--- RAW DATA ---
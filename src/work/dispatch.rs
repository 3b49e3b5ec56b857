//! Routes work items to the host services or the lifecycle engine by target type.

use std::sync::Arc;

use async_trait::async_trait;
use reqwest::Client;
use serde::{Deserialize, Serialize};
use uuid::Uuid;

use super::{TargetCategory, TargetType, WorkExecutor, WorkItem};
use crate::error::{AgentError, Result};
use crate::instance::{GameServerInstance, LifecycleEngine, StatusReporter};
use crate::outbound::OutboundQueue;
use crate::paths::AgentPaths;
use crate::steamcmd::{cleanup_cache, fresh_reset, SteamCmd};
use crate::telemetry::ResourcePoller;

/// Payload of every game-server work item.
#[derive(Debug, Clone, Serialize, Deserialize)]
#[serde(rename_all = "camelCase")]
pub struct GameServerOrder {
    pub instance: GameServerInstance,
    /// Ask SteamCMD to verify files during install and update.
    #[serde(default)]
    pub validate: bool,
}

/// Optional payload of a status update; every instance is refreshed without one.
#[derive(Debug, Clone, Default, Serialize, Deserialize)]
#[serde(rename_all = "camelCase")]
pub struct StatusUpdateOrder {
    #[serde(default)]
    pub server_id: Option<Uuid>,
}

fn misrouted(target: TargetType, category: TargetCategory) -> AgentError {
    AgentError::invalid_payload(format!(
        "target type {} ({:?}) is not a {:?} target",
        target.code(),
        target,
        category
    ))
}

pub struct AgentWorkExecutor {
    engine: Arc<LifecycleEngine>,
    poller: Arc<ResourcePoller>,
    outbound: Arc<OutboundQueue>,
    client: Client,
    paths: AgentPaths,
    steam: SteamCmd,
}

impl AgentWorkExecutor {
    pub fn new(
        engine: Arc<LifecycleEngine>,
        poller: Arc<ResourcePoller>,
        outbound: Arc<OutboundQueue>,
        client: Client,
        paths: AgentPaths,
        steam: SteamCmd,
    ) -> Self {
        Self {
            engine,
            poller,
            outbound,
            client,
            paths,
            steam,
        }
    }

    async fn execute_host(&self, target: TargetType) -> Result<String> {
        match target {
            TargetType::HostSteamCmdReset => {
                let report = fresh_reset(&self.client, &self.paths, &self.steam).await?;
                Ok(format!(
                    "SteamCMD reinstalled ({} entries removed, {} failed)",
                    report.removed, report.failed
                ))
            }
            TargetType::HostCacheCleanup => {
                let dir = self.paths.steamcmd_dir();
                let report = tokio::task::spawn_blocking(move || cleanup_cache(&dir)).await?;
                Ok(format!(
                    "Removed {} cache entries ({} failed)",
                    report.removed, report.failed
                ))
            }
            TargetType::HostStatusRefresh => {
                let sample = self.poller.sample_now();
                Ok(format!(
                    "Host status: cpu {:.1}%, ram {:.1}%, up {}s",
                    sample.cpu_usage, sample.ram_usage, sample.uptime
                ))
            }
            TargetType::Install
            | TargetType::Update
            | TargetType::Start
            | TargetType::Stop
            | TargetType::Restart
            | TargetType::Uninstall
            | TargetType::Backup
            | TargetType::UpdateCheck
            | TargetType::StatusRefresh
            | TargetType::StatusUpdate => Err(misrouted(target, TargetCategory::Host)),
        }
    }

    async fn execute_game_server(
        &self,
        target: TargetType,
        order: &GameServerOrder,
        reporter: &StatusReporter,
    ) -> Result<String> {
        let instance = &order.instance;
        let engine = &self.engine;
        match target {
            TargetType::Install => engine.install(instance, order.validate, reporter).await,
            TargetType::Update => engine.update(instance, order.validate, reporter).await,
            TargetType::Start => {
                let process = engine.start(instance, reporter).await?;
                Ok(format!("Started {} (pid: {})", instance.name, process.pid))
            }
            TargetType::Stop => Ok(if engine.stop(instance, reporter).await? {
                format!("Stopped {}", instance.name)
            } else {
                format!("{} was not running", instance.name)
            }),
            TargetType::Restart => {
                let process = engine.restart(instance, reporter).await?;
                Ok(format!("Restarted {} (pid: {})", instance.name, process.pid))
            }
            TargetType::Uninstall => engine.uninstall(instance, reporter).await,
            TargetType::Backup => engine.backup(instance, reporter).await,
            TargetType::UpdateCheck => engine.update_check(instance, reporter).await,
            TargetType::StatusRefresh => {
                let state = engine.refresh_status(instance, reporter).await?;
                Ok(format!("{} is {}", instance.name, state.name()))
            }
            TargetType::HostStatusRefresh
            | TargetType::HostSteamCmdReset
            | TargetType::HostCacheCleanup
            | TargetType::StatusUpdate => Err(misrouted(target, TargetCategory::GameServer)),
        }
    }

    async fn execute_status_update(
        &self,
        order: &StatusUpdateOrder,
        reporter: &StatusReporter,
    ) -> Result<String> {
        let states = match order.server_id {
            Some(id) => {
                let instance = self.engine.registry().require(&id)?;
                let state = self.engine.refresh_status(&instance, reporter).await?;
                vec![(id, state)]
            }
            None => self.engine.refresh_all(reporter).await,
        };
        for (id, state) in &states {
            reporter.server_state(*id, *state);
        }
        Ok(format!("Reported state of {} game server(s)", states.len()))
    }
}

#[async_trait]
impl WorkExecutor for AgentWorkExecutor {
    async fn execute(&self, item: &WorkItem) -> Result<String> {
        let target = item.target()?;
        let reporter = StatusReporter::new(Arc::clone(&self.outbound), Some(item.id));
        log::info!("Executing work item {} ({:?})", item.id, target);

        match target.category() {
            TargetCategory::Host => self.execute_host(target).await,
            TargetCategory::GameServer => {
                let order: GameServerOrder = item.payload()?;
                self.execute_game_server(target, &order, &reporter).await
            }
            TargetCategory::StatusUpdate => {
                let order = if item.work_data.is_empty() {
                    StatusUpdateOrder::default()
                } else {
                    item.payload()?
                };
                self.execute_status_update(&order, &reporter).await
            }
        }
    }
}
---
| TASK DIRECTIONS |
Copy every record precisely, omitting nothing.

| EXERCISE RESULT |
filename src/work/dispatch.rs
repository 3b49e3b5ec56b857
//! Routes work items to the host services or the lifecycle engine by target type.

use std::sync::Arc;

use async_trait::async_trait;
use reqwest::Client;
use serde::{Deserialize, Serialize};
use uuid::Uuid;

use super::{TargetCategory, TargetType, WorkExecutor, WorkItem};
use crate::error::{AgentError, Result};
use crate::instance::{GameServerInstance, LifecycleEngine, StatusReporter};
use crate::outbound::OutboundQueue;
use crate::paths::AgentPaths;
use crate::steamcmd::{cleanup_cache, fresh_reset, SteamCmd};
use crate::telemetry::ResourcePoller;

/// Payload of every game-server work item.
#[derive(Debug, Clone, Serialize, Deserialize)]
#[serde(rename_all = "camelCase")]
pub struct GameServerOrder {
    pub instance: GameServerInstance,
    /// Ask SteamCMD to verify files during install and update.
    #[serde(default)]
    pub validate: bool,
}

/// Optional payload of a status update; every instance is refreshed without one.
#[derive(Debug, Clone, Default, Serialize, Deserialize)]
#[serde(rename_all = "camelCase")]
pub struct StatusUpdateOrder {
    #[serde(default)]
    pub server_id: Option<Uuid>,
}

fn misrouted(target: TargetType, category: TargetCategory) -> AgentError {
    AgentError::invalid_payload(format!(
        "target type {} ({:?}) is not a {:?} target",
        target.code(),
        target,
        category
    ))
}

pub struct AgentWorkExecutor {
    engine: Arc<LifecycleEngine>,
    poller: Arc<ResourcePoller>,
    outbound: Arc<OutboundQueue>,
    client: Client,
    paths: AgentPaths,
    steam: SteamCmd,
}

impl AgentWorkExecutor {
    pub fn new(
        engine: Arc<LifecycleEngine>,
        poller: Arc<ResourcePoller>,
        outbound: Arc<OutboundQueue>,
        client: Client,
        paths: AgentPaths,
        steam: SteamCmd,
    ) -> Self {
        Self {
            engine,
            poller,
            outbound,
            client,
            paths,
            steam,
        }
    }

    async fn execute_host(&self, target: TargetType) -> Result<String> {
        match target {
            TargetType::HostSteamCmdReset => {
                let report = fresh_reset(&self.client, &self.paths, &self.steam).await?;
                Ok(format!(
                    "SteamCMD reinstalled ({} entries removed, {} failed)",
                    report.removed, report.failed
                ))
            }
            TargetType::HostCacheCleanup => {
                let dir = self.paths.steamcmd_dir();
                let report = tokio::task::spawn_blocking(move || cleanup_cache(&dir)).await?;
                Ok(format!(
                    "Removed {} cache entries ({} failed)",
                    report.removed, report.failed
                ))
            }
            TargetType::HostStatusRefresh => {
                let sample = self.poller.sample_now();
                Ok(format!(
                    "Host status: cpu {:.1}%, ram {:.1}%, up {}s",
                    sample.cpu_usage, sample.ram_usage, sample.uptime
                ))
            }
            TargetType::Install
            | TargetType::Update
            | TargetType::Start
            | TargetType::Stop
            | TargetType::Restart
            | TargetType::Uninstall
            | TargetType::Backup
            | TargetType::UpdateCheck
            | TargetType::StatusRefresh
            | TargetType::StatusUpdate => Err(misrouted(target, TargetCategory::Host)),
        }
    }

    async fn execute_game_server(
        &self,
        target: TargetType,
        order: &GameServerOrder,
        reporter: &StatusReporter,
    ) -> Result<String> {
        let instance = &order.instance;
        let engine = &self.engine;
        match target {
            TargetType::Install => engine.install(instance, order.validate, reporter).await,
            TargetType::Update => engine.update(instance, order.validate, reporter).await,
            TargetType::Start => {
                let process = engine.start(instance, reporter).await?;
                Ok(format!("Started {} (pid: {})", instance.name, process.pid))
            }
            TargetType::Stop => Ok(if engine.stop(instance, reporter).await? {
                format!("Stopped {}", instance.name)
            } else {
                format!("{} was not running", instance.name)
            }),
            TargetType::Restart => {
                let process = engine.restart(instance, reporter).await?;
                Ok(format!("Restarted {} (pid: {})", instance.name, process.pid))
            }
            TargetType::Uninstall => engine.uninstall(instance, reporter).await,
            TargetType::Backup => engine.backup(instance, reporter).await,
            TargetType::UpdateCheck => engine.update_check(instance, reporter).await,
            TargetType::StatusRefresh => {
                let state = engine.refresh_status(instance, reporter).await?;
                Ok(format!("{} is {}", instance.name, state.name()))
            }
            TargetType::HostStatusRefresh
            | TargetType::HostSteamCmdReset
            | TargetType::HostCacheCleanup
            | TargetType::StatusUpdate => Err(misrouted(target, TargetCategory::GameServer)),
        }
    }

    async fn execute_status_update(
        &self,
        order: &StatusUpdateOrder,
        reporter: &StatusReporter,
    ) -> Result<String> {
        let states = match order.server_id {
            Some(id) => {
                let instance = self.engine.registry().require(&id)?;
                let state = self.engine.refresh_status(&instance, reporter).await?;
                vec![(id, state)]
            }
            None => self.engine.refresh_all(reporter).await,
        };
        for (id, state) in &states {
            reporter.server_state(*id, *state);
        }
        Ok(format!("Reported state of {} game server(s)", states.len()))
    }
}

#[async_trait]
impl WorkExecutor for AgentWorkExecutor {
    async fn execute(&self, item: &WorkItem) -> Result<String> {
        let target = item.target()?;
        let reporter = StatusReporter::new(Arc::clone(&self.outbound), Some(item.id));
        log::info!("Executing work item {} ({:?})", item.id, target);

        match target.category() {
            TargetCategory::Host => self.execute_host(target).await,
            TargetCategory::GameServer => {
                let order: GameServerOrder = item.payload()?;
                self.execute_game_server(target, &order, &reporter).await
            }
            TargetCategory::StatusUpdate => {
                let order = if item.work_data.is_empty() {
                    StatusUpdateOrder::default()
                } else {
                    item.payload()?
                };
                self.execute_status_update(&order, &reporter).await
            }
        }
    }
}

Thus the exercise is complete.